The new arrangements mean all Australians, no matter where they live in the country, would be allowed to travel overseas once again from November 1. However, if they wanted to return to a state other than NSW, they would still be subject to the arrival caps and quarantine arrangements of those states.
People who transit through Sydney would still be subject to domestic border rules and restrictions.
Qantas announced it would bring forward its plan to restart international flights by two weeks, to November 1, in response to the NSW announcement.
Australia’s borders have been closed since March last year and, since July last year, a system of caps imposed by the states have restricted the number of Australians allowed into the country, effectively locking out tens of thousands of citizens wanting to return home. There are now 40,000 Australians registered with the Department of Foreign Affairs as trying to get home.
Australian woman Kelsey May has been operating a Facebook support group for thousands of Australians stranded overseas.“There’s understandable scepticism for many people today,” she said.
“By all means, the news from NSW is terrific and extremely relieving and exciting for many – one of which is me, who hasn’t seen my sister in over two years, and my partner in over 18 months – but many are understandably waiting to see how it works.”
Mr Morrison said he did not think the NSW policy would affect the willingness of other state governments to open borders.
“I don’t think there’s any justification for that, particularly as we are only extending this to Australian residents, citizens and their immediate families,” he said.
“I’m sure all premiers and chief ministers want Australians to be able to come home.”
However, WA Premier Mark McGowan said that NSW’s push to open borders to international arrivals could mean greater spread of the virus in NSW and that strict border arrangement would remain in place for “as long as necessary”.
“It is unfortunate … but it is necessary to protect our state and keep us in the very good condition we are in,” he said.

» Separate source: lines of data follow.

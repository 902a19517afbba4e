use axum::{
    http::StatusCode,
    response::{IntoResponse, Response},
    Json,
};
use serde::Serialize;
use serde_json::json;
use thiserror::Error;

use crate::builder::session::TransitionError;
use crate::export::ExportError;

/// A validation message attached to one input field.
#[derive(Debug, Clone, PartialEq, Eq, Serialize)]
pub struct FieldError {
    pub field: String,
    pub message: String,
}

impl FieldError {
    pub fn new(field: impl Into<String>, message: impl Into<String>) -> Self {
        Self {
            field: field.into(),
            message: message.into(),
        }
    }
}

/// Application-level error type.
/// Implements `IntoResponse` so Axum handlers can return `Result<T, AppError>`.
#[derive(Debug, Error)]
pub enum AppError {
    #[error("Not found: {0}")]
    NotFound(String),

    #[error("Validation error: {0}")]
    Validation(String),

    #[error("Invalid fields")]
    InvalidFields(Vec<FieldError>),

    #[error("Unauthorized: {0}")]
    Unauthorized(String),

    #[error("Conflict ({code}): {message}")]
    Conflict { code: &'static str, message: String },

    #[error("Payload too large: {0}")]
    PayloadTooLarge(String),

    #[error("Upstream error: {0}")]
    Upstream(String),

    #[error("Export error: {0}")]
    Export(#[from] ExportError),

    #[error("Internal server error: {0}")]
    Internal(#[from] anyhow::Error),
}

impl From<TransitionError> for AppError {
    fn from(err: TransitionError) -> Self {
        match err {
            TransitionError::ExportInProgress => AppError::Conflict {
                code: "EXPORT_IN_PROGRESS",
                message: err.to_string(),
            },
            TransitionError::Illegal { .. } => AppError::Validation(err.to_string()),
        }
    }
}

impl IntoResponse for AppError {
    fn into_response(self) -> Response {
        let mut fields = None;
        let (status, code, message) = match self {
            AppError::NotFound(msg) => (StatusCode::NOT_FOUND, "NOT_FOUND", msg),
            AppError::Validation(msg) => (StatusCode::BAD_REQUEST, "VALIDATION_ERROR", msg),
            AppError::InvalidFields(errors) => {
                fields = Some(errors);
                (
                    StatusCode::BAD_REQUEST,
                    "VALIDATION_ERROR",
                    "One or more fields are invalid".to_string(),
                )
            }
            AppError::Unauthorized(msg) => (StatusCode::UNAUTHORIZED, "UNAUTHORIZED", msg),
            AppError::Conflict { code, message } => (StatusCode::CONFLICT, code, message),
            AppError::PayloadTooLarge(msg) => {
                (StatusCode::PAYLOAD_TOO_LARGE, "PAYLOAD_TOO_LARGE", msg)
            }
            AppError::Upstream(msg) => {
                tracing::error!("Upstream error: {msg}");
                (
                    StatusCode::BAD_GATEWAY,
                    "UPSTREAM_ERROR",
                    "The remote service could not complete the request".to_string(),
                )
            }
            AppError::Export(e) => {
                tracing::error!("Export error: {e}");
                (
                    StatusCode::INTERNAL_SERVER_ERROR,
                    "EXPORT_ERROR",
                    "The document could not be exported".to_string(),
                )
            }
            AppError::Internal(e) => {
                tracing::error!("Internal error: {e:?}");
                (
                    StatusCode::INTERNAL_SERVER_ERROR,
                    "INTERNAL_ERROR",
                    "An internal server error occurred".to_string(),
                )
            }
        };

        let body = match fields {
            Some(fields) => json!({
                "error": {
                    "code": code,
                    "message": message,
                    "fields": fields
                }
            }),
            None => json!({
                "error": {
                    "code": code,
                    "message": message
                }
            }),
        };

        (status, Json(body)).into_response()
    }
}

#[cfg(test)]
mod tests {
    use super::*;
    use axum::body::to_bytes;

    async fn body_json(err: AppError) -> (StatusCode, serde_json::Value) {
        let response = err.into_response();
        let status = response.status();
        let bytes = to_bytes(response.into_body(), usize::MAX).await.unwrap();
        (status, serde_json::from_slice(&bytes).unwrap())
    }

    #[tokio::test]
    async fn test_field_errors_are_listed() {
        let (status, body) = body_json(AppError::InvalidFields(vec![FieldError::new(
            "email",
            "Email is required",
        )]))
        .await;
        assert_eq!(status, StatusCode::BAD_REQUEST);
        assert_eq!(body["error"]["fields"][0]["field"], "email");
        assert_eq!(body["error"]["fields"][0]["message"], "Email is required");
    }

    #[tokio::test]
    async fn test_conflict_uses_its_own_code() {
        let (status, body) = body_json(AppError::Conflict {
            code: "PREVIEW_NOT_READY",
            message: "Preview has not been rendered".to_string(),
        })
        .await;
        assert_eq!(status, StatusCode::CONFLICT);
        assert_eq!(body["error"]["code"], "PREVIEW_NOT_READY");
    }

    #[tokio::test]
    async fn test_upstream_detail_is_not_leaked() {
        let (status, body) =
            body_json(AppError::Upstream("connection refused at 10.0.0.3".to_string())).await;
        assert_eq!(status, StatusCode::BAD_GATEWAY);
        assert!(!body.to_string().contains("10.0.0.3"));
    }
}
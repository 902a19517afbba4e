// Preview capture
// Positions every rendered block on a fixed-width canvas using static font metrics.
// Capture runs once, when a preview is first displayed; the PDF encoding that
// consumes the region runs inside tokio::task::spawn_blocking.

pub mod capture;
pub mod font_metrics;
pub mod wrap;

pub use capture::{capture_region, PaintItem, RenderedRegion};
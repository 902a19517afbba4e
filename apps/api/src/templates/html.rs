//! HTML preview of a rendered document. Every user value is escaped.

use std::fmt::Write;

use crate::templates::document::{Align, Block, HeaderRule, RenderedDocument};

pub fn escape(value: &str) -> String {
    let mut out = String::with_capacity(value.len());
    for c in value.chars() {
        match c {
            '&' => out.push_str("&amp;"),
            '<' => out.push_str("&lt;"),
            '>' => out.push_str("&gt;"),
            '"' => out.push_str("&quot;"),
            '\'' => out.push_str("&#39;"),
            _ => out.push(c),
        }
    }
    out
}

const LINK_SCHEMES: &[&str] = &["http", "https", "mailto"];

/// The `href` to emit for a user-supplied link, or `None` when it must be shown
/// as plain text. Bare hosts such as `linkedin.com/in/x` get `https://`.
pub fn link_target(href: &str) -> Option<String> {
    let href = href.trim();
    if href.is_empty() || href.chars().any(char::is_control) {
        return None;
    }
    let scheme = href
        .split_once(':')
        .map(|(head, _)| head)
        .filter(|head| {
            !head.is_empty()
                && !head.contains('.')
                && head.chars().all(|c| c.is_ascii_alphanumeric() || "+-".contains(c))
        });
    match scheme {
        Some(scheme) if LINK_SCHEMES.contains(&scheme.to_ascii_lowercase().as_str()) => {
            Some(href.to_string())
        }
        Some(_) => None,
        None if href.starts_with("//") => Some(format!("https:{href}")),
        None => Some(format!("https://{href}")),
    }
}

fn write_block(out: &mut String, block: &Block, accent: &str) {
    // Writing into a String cannot fail.
    let _ = match block {
        Block::Title { text } => write!(out, "<h1>{}</h1>", escape(text)),
        Block::Subtitle { text } => write!(out, "<h2 class=\"subtitle\">{}</h2>", escape(text)),
        Block::Strong { text } => write!(out, "<h4>{}</h4>", escape(text)),
        Block::Text { text } => write!(out, "<p>{}</p>", escape(text)),
        Block::Muted { text } => write!(out, "<p class=\"muted\">{}</p>", escape(text)),
        Block::Bullets { items } => {
            out.push_str("<ul>");
            for item in items {
                let _ = write!(out, "<li>{}</li>", escape(item));
            }
            out.push_str("</ul>");
            Ok(())
        }
        Block::Tags { label, items } => {
            out.push_str("<div class=\"tags\">");
            if let Some(label) = label {
                let _ = write!(out, "<h5>{}</h5>", escape(label));
            }
            for item in items {
                let _ = write!(out, "<span class=\"tag\">{}</span>", escape(item));
            }
            out.push_str("</div>");
            Ok(())
        }
        Block::Link { label, href } => match link_target(href) {
            Some(target) => write!(
                out,
                "<a href=\"{}\" style=\"color:{accent}\">{}</a>",
                escape(&target),
                escape(label)
            ),
            None => write!(out, "<p>{}: {}</p>", escape(label), escape(href)),
        },
        Block::Inline { items } => {
            let parts: Vec<String> = items.iter().map(|i| escape(i)).collect();
            write!(out, "<p class=\"inline\">{}</p>", parts.join(" &bull; "))
        }
    };
}

pub fn render_html(doc: &RenderedDocument) -> String {
    let p = &doc.palette;
    let mut out = String::new();
    let _ = write!(
        out,
        "<!DOCTYPE html><html><head><meta charset=\"utf-8\"><title>Preview</title><style>\
         body{{margin:0;background:{bg};color:{text};font-family:Helvetica,Arial,sans-serif}}\
         .page{{width:800px;margin:0 auto;padding:32px;box-sizing:border-box}}\
         h1,h3{{color:{heading}}} .muted{{color:{muted}}}\
         .row{{display:flex;gap:32px}} .tag{{display:inline-block;margin-right:6px}}\
         </style></head><body><div class=\"page\" data-template=\"{id}\">",
        bg = p.background.hex(),
        text = p.text.hex(),
        heading = p.heading.hex(),
        muted = p.muted.hex(),
        id = doc.selection.id(),
    );

    let align = match doc.header.align {
        Align::Left => "left",
        Align::Center => "center",
    };
    let _ = write!(out, "<header style=\"text-align:{align}\">");
    let accent = p.accent.hex();
    for block in &doc.header.blocks {
        write_block(&mut out, block, &accent);
    }
    out.push_str("</header>");
    match doc.header.rule {
        HeaderRule::None => {}
        HeaderRule::Thin => {
            let _ = write!(out, "<hr style=\"border-top:1px solid {}\">", p.muted.hex());
        }
        HeaderRule::Thick => {
            let _ = write!(out, "<hr style=\"border-top:3px solid {}\">", p.heading.hex());
        }
    }

    out.push_str("<div class=\"row\">");
    for column in &doc.columns {
        let _ = write!(
            out,
            "<div class=\"col\" style=\"flex:{} 1 0\">",
            column.span
        );
        for section in &column.sections {
            let _ = write!(out, "<section><h3>{}</h3>", escape(&section.heading));
            for entry in &section.entries {
                out.push_str("<div class=\"entry\">");
                for block in &entry.blocks {
                    write_block(&mut out, block, &accent);
                }
                out.push_str("</div>");
            }
            out.push_str("</section>");
        }
        out.push_str("</div>");
    }
    out.push_str("</div></div></body></html>");
    out
}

Queensland Health Minister Yvette D’Ath said the opening of international borders should be an issue for the Commonwealth government and national cabinet.
However, Mr Perrottet said the decision would see NSW reconnect with the rest of the globe as soon as possible, declaring quarantine “a thing of the past” from November 1.

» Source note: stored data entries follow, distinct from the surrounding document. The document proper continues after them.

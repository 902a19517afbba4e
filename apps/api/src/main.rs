mod applications;
mod auth;
mod builder;
mod config;
mod errors;
mod export;
mod layout;
mod models;
mod routes;
mod state;
mod templates;

use anyhow::Result;
use std::net::SocketAddr;
use std::sync::Arc;
use std::time::Duration;
use tower_http::{cors::CorsLayer, trace::TraceLayer};
use tracing::info;
use tracing_subscriber::{layer::SubscriberExt, util::SubscriberInitExt, EnvFilter};

use crate::applications::ApplicationClient;
use crate::auth::RemoteAuthenticator;
use crate::builder::SessionRegistry;
use crate::config::Config;
use crate::routes::build_router;
use crate::state::AppState;

#[tokio::main]
async fn main() -> Result<()> {
    // Fails fast on missing required env vars
    let config = Config::from_env()?;

    // Initialize structured logging
    tracing_subscriber::registry()
        .with(EnvFilter::try_from_default_env().unwrap_or_else(|_| {
            EnvFilter::new(format!("{}={}", env!("CARGO_PKG_NAME"), &config.rust_log))
        }))
        .with(tracing_subscriber::fmt::layer())
        .init();

    info!("Starting InternHub API v{}", env!("CARGO_PKG_VERSION"));

    // One HTTP client shared by both remote collaborators
    let http = reqwest::Client::builder()
        .timeout(Duration::from_secs(60))
        .build()?;
    info!("Remote API: {}", config.api_base_url);

    let state = AppState {
        sessions: SessionRegistry::new(config.session_limit, config.session_ttl()),
        auth: Arc::new(RemoteAuthenticator::new(
            http.clone(),
            config.api_base_url.clone(),
        )),
        applications: ApplicationClient::new(http, config.api_base_url.clone()),
        config: config.clone(),
    };

    state.sessions.spawn_reaper(config.session_ttl() / 4);
    info!(
        ttl_minutes = config.session_ttl_minutes,
        "Idle builder sessions will be evicted"
    );

    let app = build_router(state)
        .layer(TraceLayer::new_for_http())
        .layer(CorsLayer::permissive()); // TODO: restrict origins to the web frontend

    let addr: SocketAddr = format!("0.0.0.0:{}", config.port).parse()?;
    info!("Listening on {addr}");

    let listener = tokio::net::TcpListener::bind(addr).await?;
    axum::serve(listener, app).await?;

    Ok(())
}
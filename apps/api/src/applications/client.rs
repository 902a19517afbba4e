use reqwest::{
    multipart::{Form, Part},
    Client,
};
use serde::{Deserialize, Serialize};
use tracing::{info, warn};

use crate::applications::{ApplicantField, ApplicationDraft};
use crate::errors::AppError;

const DEFAULT_CONFIRMATION: &str = "Your application has been successfully submitted";

#[derive(Debug, Deserialize)]
struct RemoteSubmitResponse {
    #[serde(default)]
    success: bool,
    message: Option<String>,
}

#[derive(Debug, Serialize)]
pub struct SubmissionReceipt {
    pub success: bool,
    pub message: String,
}

/// Forwards validated applications to `{base}/api/applications`.
#[derive(Clone)]
pub struct ApplicationClient {
    client: Client,
    base_url: String,
}

impl ApplicationClient {
    pub fn new(client: Client, base_url: impl Into<String>) -> Self {
        Self {
            client,
            base_url: base_url.into(),
        }
    }

    fn build_form(draft: &ApplicationDraft) -> Result<Form, AppError> {
        let mut form = Form::new();
        for field in ApplicantField::ALL {
            let value = draft.field(field);
            if !value.is_empty() {
                form = form.text(field.field_name(), value.to_string());
            }
        }
        for (kind, file) in draft.attachments() {
            let mut part = Part::bytes(file.bytes.to_vec()).file_name(file.file_name.clone());
            if let Some(content_type) = &file.content_type {
                part = part
                    .mime_str(content_type)
                    .map_err(|e| AppError::Validation(format!("Invalid content type: {e}")))?;
            }
            form = form.part(kind.field_name(), part);
        }
        Ok(form)
    }

    pub async fn submit(&self, draft: &ApplicationDraft) -> Result<SubmissionReceipt, AppError> {
        let url = format!("{}/api/applications", self.base_url);
        let form = Self::build_form(draft)?;
        let response = self
            .client
            .post(&url)
            .multipart(form)
            .send()
            .await
            .map_err(|e| AppError::Upstream(format!("POST {url}: {e}")))?;

        let status = response.status();
        if status.is_server_error() {
            let body = response.text().await.unwrap_or_default();
            return Err(AppError::Upstream(format!(
                "POST {url} returned {status}: {body}"
            )));
        }

        // An empty or non-JSON success body still counts as accepted.
        let data = response.json::<RemoteSubmitResponse>().await.ok();
        let message = data
            .as_ref()
            .and_then(|d| d.message.clone())
            .filter(|m| !m.trim().is_empty());

        if status.is_success() && data.as_ref().map_or(true, |d| d.success) {
            info!(email = %draft.email, files = draft.attachments().len(), "Application submitted");
            Ok(SubmissionReceipt {
                success: true,
                message: message.unwrap_or_else(|| DEFAULT_CONFIRMATION.to_string()),
            })
        } else {
            warn!(status = %status, "Application rejected by remote API");
            Err(AppError::Validation(message.unwrap_or_else(|| {
                "Your application could not be submitted".to_string()
            })))
        }
    }
}

#[cfg(test)]
mod tests {
    use super::*;
    use crate::applications::Attachment;
    use bytes::Bytes;

    #[test]
    fn test_form_rejects_bad_content_type() {
        let mut draft = ApplicationDraft::default();
        draft
            .attach_resume(
                Attachment {
                    file_name: "cv.pdf".to_string(),
                    content_type: Some("not a mime".to_string()),
                    bytes: Bytes::from_static(b"%PDF-1.4"),
                },
                1024,
            )
            .unwrap();
        assert!(matches!(
            ApplicationClient::build_form(&draft),
            Err(AppError::Validation(_))
        ));
    }

    #[tokio::test]
    async fn test_unreachable_api_is_upstream_error() {
        let client = ApplicationClient::new(Client::new(), "http://127.0.0.1:9");
        let result = client.submit(&ApplicationDraft::default()).await;
        assert!(matches!(result, Err(AppError::Upstream(_))));
    }
}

“We’re going to get tourists back as quickly as possible,” he said, acknowledging the decision to open international borders lay with the federal government.
“From a NSW perspective, we’re not going to discriminate. We want people to come back in.”
Under the plan, people who have been double-vaccinated with an approved vaccine will be required to take a COVID-19 test before boarding a flight and show proof of full vaccination.
There will be no caps on fully vaccinated people and no requirements to quarantine. Overseas arrivals who are not fully vaccinated will be capped at 210 a week, and will still need to undergo 14 days’ hotel quarantine.
The NSW government first announced its home quarantine trial in September, saying participants would include residents, non-Australian residents and Qantas aircrew. It would run for four weeks with an option to scale up, if successful.
Tourism Minister Stuart Ayres, who has been responsible for quarantine in NSW, on Friday said while Qantas crew members commenced the program two weeks ago, community participants had started only this week.
NSW Health this week said it was selecting a broad range of participants “who had previously submitted an application for exemption to hotel quarantine”, along with international air crew and non-Australian citizens, to ensure the program could be tested under varying circumstances.
“They will be required to regularly sign onto an app that will geolocate their whereabouts and submit to a COVID test on day six and day 14,” a spokesman said.
Mr Ayres said results so far had been critical in convincing the government against rolling out a statewide program, with reluctance to devote state resources to operate a complex monitoring system within a highly vaccinated population.
He said that, while the government will still complete the trial, it did not need to see the full results to know that it could not scale up as required.
The Prime Minister on Friday said he would continue to support home quarantine trials under way in other states and territories.
Under current international arrivals caps, which were lowered during the Delta outbreak, 750 people are allowed to return to NSW each week until the state hits its 80 per cent target.
From October 19, fully vaccinated NSW residents will be able to enter Victoria without undergoing a 14-day quarantine period. Under the new rules, vaccinated travellers who enter Victoria must return a negative test no more than 72 hours before entry and must get tested and isolate until they return a negative result.
With NSW set to hit the 80 per cent double vaccination rate over the weekend, restrictions on visitors to homes, outdoor gatherings, rules for hospitality venues and caps for weddings and funerals will all be eased from Monday for fully vaccinated people.
Those who are double-jabbed will be able to have 20 visitors to their homes from Monday, up from the current limit of 10, and the cap on outdoor gatherings will increase from 30 to 50.
Caps on funerals and weddings will be removed and drinking while standing up will be allowed in hospitality venues.
However, allowing Sydney residents the ability to travel to the regions, originally permitted under the road map when NSW hit the 80 per cent mark, has been delayed until November 1 with vaccination rates in some parts of the state still too low.
Mr Perrottet said discussions were now under way with the federal government about when cruises could start operating again.
The state recorded 399 new local cases of COVID-19 and four deaths on Friday. There are now 677 coronavirus patients in NSW hospitals, with 145 in intensive care.